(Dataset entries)
↓↓↓

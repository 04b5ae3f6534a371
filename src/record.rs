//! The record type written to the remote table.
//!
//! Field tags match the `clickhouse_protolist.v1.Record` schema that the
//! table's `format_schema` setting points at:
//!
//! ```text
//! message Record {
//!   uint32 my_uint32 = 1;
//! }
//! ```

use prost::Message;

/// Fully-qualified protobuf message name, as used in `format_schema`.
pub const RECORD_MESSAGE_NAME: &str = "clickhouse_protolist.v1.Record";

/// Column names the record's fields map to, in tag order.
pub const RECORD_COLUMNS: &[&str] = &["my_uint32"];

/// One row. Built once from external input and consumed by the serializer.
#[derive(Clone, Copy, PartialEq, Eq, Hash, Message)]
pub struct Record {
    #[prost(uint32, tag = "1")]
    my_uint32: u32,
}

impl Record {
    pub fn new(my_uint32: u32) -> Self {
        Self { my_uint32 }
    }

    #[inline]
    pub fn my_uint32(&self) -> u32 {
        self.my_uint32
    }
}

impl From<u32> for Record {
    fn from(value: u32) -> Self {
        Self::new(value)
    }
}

↑↑↑

[Task]:
Scan the data above for the word "const", then copy every line that holds it.

[Expected answer]:
pub const RECORD_MESSAGE_NAME: &str = "clickhouse_protolist.v1.Record";
pub const RECORD_COLUMNS: &[&str] = &["my_uint32"];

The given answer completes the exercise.